▽

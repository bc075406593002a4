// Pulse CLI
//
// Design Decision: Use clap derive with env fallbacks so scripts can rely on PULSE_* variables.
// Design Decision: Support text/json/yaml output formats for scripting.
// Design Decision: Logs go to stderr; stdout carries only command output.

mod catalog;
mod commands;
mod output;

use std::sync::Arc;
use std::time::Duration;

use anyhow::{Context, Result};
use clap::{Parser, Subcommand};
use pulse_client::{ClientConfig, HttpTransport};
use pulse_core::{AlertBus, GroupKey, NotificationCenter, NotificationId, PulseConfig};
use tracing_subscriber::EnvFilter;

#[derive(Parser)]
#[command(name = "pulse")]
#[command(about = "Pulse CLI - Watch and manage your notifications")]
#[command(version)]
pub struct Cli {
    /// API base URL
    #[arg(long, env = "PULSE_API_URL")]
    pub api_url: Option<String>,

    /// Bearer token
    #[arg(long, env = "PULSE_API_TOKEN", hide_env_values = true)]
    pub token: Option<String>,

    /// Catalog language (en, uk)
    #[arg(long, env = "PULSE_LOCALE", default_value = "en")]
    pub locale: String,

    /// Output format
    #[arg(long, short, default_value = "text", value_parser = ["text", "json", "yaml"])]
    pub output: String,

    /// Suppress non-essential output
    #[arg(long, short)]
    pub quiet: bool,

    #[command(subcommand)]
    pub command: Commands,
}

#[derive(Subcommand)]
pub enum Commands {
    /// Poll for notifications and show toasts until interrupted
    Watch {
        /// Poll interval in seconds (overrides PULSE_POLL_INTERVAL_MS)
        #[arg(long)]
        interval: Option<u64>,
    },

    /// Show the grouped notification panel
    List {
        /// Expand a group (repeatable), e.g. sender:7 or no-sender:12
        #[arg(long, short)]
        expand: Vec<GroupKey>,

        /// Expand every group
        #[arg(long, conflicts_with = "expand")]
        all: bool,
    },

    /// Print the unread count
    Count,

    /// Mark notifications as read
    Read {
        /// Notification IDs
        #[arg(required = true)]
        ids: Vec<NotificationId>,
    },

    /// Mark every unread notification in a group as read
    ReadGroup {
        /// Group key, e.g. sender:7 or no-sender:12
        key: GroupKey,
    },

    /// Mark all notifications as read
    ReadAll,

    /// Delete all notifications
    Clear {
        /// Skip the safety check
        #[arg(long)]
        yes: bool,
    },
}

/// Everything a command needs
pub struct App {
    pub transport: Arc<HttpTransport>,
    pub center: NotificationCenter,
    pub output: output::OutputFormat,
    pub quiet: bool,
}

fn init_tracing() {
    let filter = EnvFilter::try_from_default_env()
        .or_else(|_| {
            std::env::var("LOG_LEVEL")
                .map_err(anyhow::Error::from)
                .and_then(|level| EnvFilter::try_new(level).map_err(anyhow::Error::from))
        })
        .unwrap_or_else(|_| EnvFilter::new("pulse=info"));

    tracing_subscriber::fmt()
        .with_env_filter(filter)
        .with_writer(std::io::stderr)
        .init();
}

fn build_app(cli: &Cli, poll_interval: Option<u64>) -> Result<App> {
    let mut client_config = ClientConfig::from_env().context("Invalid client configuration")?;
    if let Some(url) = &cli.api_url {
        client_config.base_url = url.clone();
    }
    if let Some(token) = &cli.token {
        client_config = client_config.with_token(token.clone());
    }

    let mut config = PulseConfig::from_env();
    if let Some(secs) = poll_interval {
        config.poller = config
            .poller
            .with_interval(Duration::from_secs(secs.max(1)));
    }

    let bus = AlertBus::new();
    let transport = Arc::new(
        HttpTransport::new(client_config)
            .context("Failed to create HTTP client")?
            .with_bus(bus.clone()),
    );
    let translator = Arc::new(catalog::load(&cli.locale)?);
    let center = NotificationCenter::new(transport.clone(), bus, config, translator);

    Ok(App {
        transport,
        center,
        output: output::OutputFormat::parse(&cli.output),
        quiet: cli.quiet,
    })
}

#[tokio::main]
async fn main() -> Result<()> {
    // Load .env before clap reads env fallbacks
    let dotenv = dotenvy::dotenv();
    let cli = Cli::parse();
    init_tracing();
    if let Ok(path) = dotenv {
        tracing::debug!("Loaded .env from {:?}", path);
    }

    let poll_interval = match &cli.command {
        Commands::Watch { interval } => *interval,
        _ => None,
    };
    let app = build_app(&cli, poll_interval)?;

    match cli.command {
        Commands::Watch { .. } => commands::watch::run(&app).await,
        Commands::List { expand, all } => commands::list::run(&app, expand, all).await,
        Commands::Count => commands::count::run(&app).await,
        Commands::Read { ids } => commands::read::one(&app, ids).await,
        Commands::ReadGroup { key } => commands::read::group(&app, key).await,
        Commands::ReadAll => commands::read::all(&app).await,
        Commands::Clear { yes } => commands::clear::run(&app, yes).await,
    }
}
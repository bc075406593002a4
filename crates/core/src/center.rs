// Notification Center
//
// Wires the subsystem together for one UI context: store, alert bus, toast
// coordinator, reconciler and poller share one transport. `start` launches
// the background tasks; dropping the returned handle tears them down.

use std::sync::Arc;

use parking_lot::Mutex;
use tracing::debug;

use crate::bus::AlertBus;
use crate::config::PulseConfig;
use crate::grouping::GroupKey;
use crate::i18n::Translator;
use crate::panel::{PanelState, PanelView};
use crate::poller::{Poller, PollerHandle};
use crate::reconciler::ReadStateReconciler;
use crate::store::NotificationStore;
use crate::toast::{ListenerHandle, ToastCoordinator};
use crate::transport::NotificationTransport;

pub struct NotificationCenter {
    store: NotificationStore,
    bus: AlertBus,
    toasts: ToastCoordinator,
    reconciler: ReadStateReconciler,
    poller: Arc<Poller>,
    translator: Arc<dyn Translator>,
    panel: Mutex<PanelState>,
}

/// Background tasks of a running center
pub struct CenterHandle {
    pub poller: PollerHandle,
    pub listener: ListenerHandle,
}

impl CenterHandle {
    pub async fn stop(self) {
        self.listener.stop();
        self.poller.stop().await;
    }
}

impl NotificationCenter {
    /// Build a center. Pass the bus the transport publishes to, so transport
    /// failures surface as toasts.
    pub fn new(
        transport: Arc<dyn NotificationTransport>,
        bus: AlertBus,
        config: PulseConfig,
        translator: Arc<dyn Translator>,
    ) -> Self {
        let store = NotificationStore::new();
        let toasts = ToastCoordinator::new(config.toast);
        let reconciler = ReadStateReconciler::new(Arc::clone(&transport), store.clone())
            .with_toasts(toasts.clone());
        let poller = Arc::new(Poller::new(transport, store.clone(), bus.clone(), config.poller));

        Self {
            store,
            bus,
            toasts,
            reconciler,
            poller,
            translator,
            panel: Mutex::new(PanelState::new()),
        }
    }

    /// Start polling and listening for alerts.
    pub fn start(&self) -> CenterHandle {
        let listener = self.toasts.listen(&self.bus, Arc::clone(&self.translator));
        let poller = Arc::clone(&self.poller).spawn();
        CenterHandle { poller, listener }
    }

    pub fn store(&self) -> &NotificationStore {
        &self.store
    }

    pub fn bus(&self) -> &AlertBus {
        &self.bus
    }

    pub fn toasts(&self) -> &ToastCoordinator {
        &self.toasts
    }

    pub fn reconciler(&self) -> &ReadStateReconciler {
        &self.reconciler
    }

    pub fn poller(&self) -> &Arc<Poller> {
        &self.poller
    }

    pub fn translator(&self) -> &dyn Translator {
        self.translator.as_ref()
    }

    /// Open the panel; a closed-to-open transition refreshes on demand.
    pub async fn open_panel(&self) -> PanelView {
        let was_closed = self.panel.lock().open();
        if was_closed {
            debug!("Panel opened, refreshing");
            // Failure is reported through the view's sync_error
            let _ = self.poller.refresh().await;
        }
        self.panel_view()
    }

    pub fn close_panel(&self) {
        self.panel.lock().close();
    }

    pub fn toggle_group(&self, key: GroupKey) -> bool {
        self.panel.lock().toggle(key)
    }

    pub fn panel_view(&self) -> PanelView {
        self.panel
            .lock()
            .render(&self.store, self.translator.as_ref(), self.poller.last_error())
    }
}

△

Problem description:
Will you return exactly the lines above from the one with "use crate::i18n::Translator;" down to the one with "a running center", counting both as part of the range?

Response below:
use crate::i18n::Translator;
use crate::panel::{PanelState, PanelView};
use crate::poller::{Poller, PollerHandle};
use crate::reconciler::ReadStateReconciler;
use crate::store::NotificationStore;
use crate::toast::{ListenerHandle, ToastCoordinator};
use crate::transport::NotificationTransport;

pub struct NotificationCenter {
    store: NotificationStore,
    bus: AlertBus,
    toasts: ToastCoordinator,
    reconciler: ReadStateReconciler,
    poller: Arc<Poller>,
    translator: Arc<dyn Translator>,
    panel: Mutex<PanelState>,
}

/// Background tasks of a running center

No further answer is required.